* Assignment
Among the entries beneath this sentence, how many lines include the word "ThemePayload"? Only the number is wanted.

Dataset entries:
^^^^^^^^

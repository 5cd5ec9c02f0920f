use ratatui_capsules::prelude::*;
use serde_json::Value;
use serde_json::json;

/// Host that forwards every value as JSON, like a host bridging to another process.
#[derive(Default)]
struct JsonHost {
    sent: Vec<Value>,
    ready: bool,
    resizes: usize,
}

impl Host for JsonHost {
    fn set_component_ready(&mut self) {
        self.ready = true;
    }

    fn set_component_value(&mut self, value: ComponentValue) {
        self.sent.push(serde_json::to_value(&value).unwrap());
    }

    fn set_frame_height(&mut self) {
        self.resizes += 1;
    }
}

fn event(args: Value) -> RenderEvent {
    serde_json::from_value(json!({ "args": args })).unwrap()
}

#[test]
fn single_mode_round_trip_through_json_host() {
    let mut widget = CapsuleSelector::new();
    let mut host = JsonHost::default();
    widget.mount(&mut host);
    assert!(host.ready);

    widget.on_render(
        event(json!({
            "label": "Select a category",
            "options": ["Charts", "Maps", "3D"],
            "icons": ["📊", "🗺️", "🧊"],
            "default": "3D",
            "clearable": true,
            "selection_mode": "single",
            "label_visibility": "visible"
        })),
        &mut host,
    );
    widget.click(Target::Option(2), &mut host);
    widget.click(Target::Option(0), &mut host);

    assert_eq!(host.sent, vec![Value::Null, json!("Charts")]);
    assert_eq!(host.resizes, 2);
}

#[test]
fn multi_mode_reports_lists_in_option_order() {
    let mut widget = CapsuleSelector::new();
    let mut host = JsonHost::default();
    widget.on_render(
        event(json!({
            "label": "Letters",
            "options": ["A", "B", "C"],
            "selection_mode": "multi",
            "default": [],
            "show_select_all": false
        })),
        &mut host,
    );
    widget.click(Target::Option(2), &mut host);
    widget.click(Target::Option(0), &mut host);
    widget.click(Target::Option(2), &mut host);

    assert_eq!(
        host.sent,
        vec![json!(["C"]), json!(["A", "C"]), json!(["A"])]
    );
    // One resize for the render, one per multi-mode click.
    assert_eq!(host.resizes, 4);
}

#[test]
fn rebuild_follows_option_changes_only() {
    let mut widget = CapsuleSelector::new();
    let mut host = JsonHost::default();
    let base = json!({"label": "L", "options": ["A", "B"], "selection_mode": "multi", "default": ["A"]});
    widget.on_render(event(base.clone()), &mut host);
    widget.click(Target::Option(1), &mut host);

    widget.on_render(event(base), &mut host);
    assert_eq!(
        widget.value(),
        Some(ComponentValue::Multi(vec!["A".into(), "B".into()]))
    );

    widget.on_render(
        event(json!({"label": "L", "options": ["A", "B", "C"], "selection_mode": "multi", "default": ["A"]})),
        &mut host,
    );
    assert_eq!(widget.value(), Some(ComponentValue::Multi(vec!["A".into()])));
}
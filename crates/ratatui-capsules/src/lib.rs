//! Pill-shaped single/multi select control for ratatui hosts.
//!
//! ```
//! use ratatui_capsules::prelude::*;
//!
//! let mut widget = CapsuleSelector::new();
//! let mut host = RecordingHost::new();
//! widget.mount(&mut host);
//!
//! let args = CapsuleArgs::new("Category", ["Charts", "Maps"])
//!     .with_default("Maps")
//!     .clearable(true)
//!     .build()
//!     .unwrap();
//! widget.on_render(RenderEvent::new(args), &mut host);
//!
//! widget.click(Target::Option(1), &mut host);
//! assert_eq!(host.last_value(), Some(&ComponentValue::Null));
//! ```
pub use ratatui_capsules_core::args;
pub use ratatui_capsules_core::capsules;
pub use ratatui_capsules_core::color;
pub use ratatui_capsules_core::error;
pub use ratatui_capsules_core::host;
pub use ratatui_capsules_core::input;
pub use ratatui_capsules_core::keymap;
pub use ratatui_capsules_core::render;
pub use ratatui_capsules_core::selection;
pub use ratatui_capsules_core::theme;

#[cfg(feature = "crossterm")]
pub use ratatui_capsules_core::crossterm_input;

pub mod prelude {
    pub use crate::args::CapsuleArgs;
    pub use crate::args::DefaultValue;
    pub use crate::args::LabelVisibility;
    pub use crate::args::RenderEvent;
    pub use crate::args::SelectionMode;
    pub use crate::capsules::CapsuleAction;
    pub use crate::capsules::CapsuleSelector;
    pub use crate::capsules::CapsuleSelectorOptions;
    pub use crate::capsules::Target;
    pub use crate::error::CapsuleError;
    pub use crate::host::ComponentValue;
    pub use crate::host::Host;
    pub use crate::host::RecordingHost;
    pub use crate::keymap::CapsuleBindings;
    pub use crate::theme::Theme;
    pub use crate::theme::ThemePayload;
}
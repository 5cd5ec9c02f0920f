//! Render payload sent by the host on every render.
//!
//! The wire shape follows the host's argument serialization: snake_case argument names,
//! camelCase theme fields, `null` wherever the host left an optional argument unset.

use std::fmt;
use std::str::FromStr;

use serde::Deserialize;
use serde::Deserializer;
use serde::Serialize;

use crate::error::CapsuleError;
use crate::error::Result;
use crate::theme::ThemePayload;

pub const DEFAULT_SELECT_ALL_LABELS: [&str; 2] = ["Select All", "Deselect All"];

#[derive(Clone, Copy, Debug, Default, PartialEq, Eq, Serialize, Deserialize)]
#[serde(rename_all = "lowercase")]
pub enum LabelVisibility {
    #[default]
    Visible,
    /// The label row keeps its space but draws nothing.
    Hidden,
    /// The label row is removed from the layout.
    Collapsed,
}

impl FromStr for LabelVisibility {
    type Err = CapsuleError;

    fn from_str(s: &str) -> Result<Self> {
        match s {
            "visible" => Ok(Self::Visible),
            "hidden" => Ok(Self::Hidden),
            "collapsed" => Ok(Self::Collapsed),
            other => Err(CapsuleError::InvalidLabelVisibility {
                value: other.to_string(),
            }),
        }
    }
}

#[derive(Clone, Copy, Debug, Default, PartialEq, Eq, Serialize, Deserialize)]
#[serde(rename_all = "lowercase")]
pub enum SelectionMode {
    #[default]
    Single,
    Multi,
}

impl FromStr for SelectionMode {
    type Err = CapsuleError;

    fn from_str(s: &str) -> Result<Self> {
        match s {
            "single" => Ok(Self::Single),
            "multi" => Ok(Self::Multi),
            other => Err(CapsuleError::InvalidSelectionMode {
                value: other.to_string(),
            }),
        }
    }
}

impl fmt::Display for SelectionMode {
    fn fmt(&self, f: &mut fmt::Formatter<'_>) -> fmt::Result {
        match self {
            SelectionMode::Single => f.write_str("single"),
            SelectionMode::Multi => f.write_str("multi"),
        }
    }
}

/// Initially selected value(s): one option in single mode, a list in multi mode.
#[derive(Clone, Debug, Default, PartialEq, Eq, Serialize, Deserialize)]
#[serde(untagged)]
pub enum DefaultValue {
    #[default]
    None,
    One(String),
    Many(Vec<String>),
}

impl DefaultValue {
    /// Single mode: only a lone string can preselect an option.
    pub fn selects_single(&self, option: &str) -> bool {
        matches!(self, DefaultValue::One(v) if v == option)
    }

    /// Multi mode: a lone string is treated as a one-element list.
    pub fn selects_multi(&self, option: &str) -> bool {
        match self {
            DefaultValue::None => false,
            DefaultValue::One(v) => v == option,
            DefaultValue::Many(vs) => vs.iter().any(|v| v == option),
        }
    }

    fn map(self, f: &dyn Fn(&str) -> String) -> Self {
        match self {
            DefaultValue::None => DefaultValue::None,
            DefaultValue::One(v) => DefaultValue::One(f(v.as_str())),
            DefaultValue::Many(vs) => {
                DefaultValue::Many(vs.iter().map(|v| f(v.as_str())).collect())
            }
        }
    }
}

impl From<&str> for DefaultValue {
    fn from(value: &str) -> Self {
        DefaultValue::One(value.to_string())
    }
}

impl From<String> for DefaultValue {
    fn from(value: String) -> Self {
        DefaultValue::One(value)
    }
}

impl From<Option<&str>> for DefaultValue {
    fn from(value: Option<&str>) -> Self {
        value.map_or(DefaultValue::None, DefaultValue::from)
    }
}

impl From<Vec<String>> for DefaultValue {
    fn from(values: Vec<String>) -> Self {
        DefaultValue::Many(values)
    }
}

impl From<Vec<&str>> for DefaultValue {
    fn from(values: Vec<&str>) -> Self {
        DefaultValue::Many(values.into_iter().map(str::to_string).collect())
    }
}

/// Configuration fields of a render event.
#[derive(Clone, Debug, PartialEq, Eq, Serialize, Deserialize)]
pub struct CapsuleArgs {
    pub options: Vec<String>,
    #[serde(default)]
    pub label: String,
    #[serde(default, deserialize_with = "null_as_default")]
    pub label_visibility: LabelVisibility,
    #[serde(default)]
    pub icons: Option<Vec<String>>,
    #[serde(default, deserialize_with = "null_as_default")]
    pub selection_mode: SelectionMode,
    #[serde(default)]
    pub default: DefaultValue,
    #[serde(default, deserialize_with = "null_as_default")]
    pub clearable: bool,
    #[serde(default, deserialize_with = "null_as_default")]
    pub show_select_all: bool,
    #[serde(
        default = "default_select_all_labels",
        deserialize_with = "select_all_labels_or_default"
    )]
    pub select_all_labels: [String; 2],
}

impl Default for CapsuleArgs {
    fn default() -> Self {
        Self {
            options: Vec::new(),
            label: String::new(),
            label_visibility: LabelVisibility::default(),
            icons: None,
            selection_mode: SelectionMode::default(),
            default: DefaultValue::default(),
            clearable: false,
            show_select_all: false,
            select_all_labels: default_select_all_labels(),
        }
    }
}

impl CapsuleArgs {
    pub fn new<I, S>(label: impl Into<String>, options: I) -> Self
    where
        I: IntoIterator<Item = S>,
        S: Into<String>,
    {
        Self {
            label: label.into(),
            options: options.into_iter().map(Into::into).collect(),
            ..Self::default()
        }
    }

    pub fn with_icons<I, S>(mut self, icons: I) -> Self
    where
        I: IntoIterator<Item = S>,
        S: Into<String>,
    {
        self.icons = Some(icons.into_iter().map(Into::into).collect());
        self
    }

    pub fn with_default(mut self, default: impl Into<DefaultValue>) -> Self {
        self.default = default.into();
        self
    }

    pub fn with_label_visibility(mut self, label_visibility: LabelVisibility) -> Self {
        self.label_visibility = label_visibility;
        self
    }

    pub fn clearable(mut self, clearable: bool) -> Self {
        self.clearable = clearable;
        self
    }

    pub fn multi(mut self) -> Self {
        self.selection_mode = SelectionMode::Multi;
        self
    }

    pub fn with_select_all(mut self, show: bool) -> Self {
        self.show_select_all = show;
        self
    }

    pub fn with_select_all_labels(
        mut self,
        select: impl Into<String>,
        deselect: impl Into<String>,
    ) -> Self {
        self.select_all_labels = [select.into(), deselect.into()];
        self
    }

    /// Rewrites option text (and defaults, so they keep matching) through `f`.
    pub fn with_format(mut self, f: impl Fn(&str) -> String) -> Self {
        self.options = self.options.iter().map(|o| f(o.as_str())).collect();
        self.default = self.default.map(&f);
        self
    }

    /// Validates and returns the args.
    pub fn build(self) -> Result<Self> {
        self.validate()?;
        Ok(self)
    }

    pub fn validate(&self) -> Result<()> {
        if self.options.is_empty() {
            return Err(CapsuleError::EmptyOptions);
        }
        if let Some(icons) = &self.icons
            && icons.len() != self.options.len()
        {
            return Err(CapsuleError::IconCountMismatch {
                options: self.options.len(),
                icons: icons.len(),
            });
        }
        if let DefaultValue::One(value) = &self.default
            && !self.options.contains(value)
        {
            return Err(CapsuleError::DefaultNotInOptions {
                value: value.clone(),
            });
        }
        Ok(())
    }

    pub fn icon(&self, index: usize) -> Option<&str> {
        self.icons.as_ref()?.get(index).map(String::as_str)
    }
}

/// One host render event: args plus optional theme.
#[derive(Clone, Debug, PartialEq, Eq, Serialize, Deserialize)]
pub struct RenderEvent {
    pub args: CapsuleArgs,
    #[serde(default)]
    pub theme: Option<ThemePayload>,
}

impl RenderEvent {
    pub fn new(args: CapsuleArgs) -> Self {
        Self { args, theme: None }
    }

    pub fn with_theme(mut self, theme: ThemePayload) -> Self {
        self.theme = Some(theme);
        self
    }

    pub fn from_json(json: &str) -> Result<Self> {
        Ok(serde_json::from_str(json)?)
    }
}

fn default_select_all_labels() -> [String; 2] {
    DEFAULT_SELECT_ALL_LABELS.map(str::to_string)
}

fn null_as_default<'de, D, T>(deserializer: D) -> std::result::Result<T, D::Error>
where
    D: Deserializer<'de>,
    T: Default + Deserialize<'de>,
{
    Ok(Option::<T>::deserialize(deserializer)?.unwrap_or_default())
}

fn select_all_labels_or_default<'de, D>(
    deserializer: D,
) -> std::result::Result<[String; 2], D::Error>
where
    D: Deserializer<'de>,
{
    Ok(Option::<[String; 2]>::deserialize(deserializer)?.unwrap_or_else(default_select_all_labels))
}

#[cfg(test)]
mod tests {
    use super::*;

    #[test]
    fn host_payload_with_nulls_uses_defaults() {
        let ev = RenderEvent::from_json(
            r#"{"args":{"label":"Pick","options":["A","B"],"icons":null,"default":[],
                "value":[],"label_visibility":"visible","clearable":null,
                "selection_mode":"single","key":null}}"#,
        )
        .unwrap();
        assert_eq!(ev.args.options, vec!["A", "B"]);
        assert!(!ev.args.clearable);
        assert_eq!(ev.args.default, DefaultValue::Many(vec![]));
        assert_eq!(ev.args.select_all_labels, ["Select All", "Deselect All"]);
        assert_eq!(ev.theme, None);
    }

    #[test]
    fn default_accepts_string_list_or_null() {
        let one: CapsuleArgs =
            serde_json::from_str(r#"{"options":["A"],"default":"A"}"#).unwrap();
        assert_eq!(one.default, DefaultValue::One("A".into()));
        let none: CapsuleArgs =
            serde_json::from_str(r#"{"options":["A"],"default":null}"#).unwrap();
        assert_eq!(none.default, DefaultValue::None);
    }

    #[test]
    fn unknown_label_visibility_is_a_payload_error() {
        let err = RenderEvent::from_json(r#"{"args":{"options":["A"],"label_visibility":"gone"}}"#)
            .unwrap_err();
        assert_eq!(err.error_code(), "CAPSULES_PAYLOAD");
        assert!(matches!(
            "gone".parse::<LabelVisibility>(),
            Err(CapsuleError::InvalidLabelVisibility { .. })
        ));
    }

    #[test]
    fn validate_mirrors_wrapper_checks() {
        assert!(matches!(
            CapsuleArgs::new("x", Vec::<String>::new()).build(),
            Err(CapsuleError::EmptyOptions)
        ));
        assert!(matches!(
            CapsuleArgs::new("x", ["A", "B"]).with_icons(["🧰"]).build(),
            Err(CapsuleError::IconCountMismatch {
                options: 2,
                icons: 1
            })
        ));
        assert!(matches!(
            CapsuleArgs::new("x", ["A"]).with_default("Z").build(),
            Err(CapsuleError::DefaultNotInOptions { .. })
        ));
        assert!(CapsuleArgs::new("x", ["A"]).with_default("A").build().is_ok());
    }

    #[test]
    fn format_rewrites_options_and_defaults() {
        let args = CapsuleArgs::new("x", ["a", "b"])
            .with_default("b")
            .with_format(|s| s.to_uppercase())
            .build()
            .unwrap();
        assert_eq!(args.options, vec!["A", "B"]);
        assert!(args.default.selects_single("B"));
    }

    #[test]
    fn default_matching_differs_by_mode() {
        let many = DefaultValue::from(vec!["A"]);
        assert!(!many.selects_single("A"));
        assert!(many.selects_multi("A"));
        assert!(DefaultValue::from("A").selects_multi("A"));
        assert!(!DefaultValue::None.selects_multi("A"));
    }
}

^^^^^^^^

* Answer space
4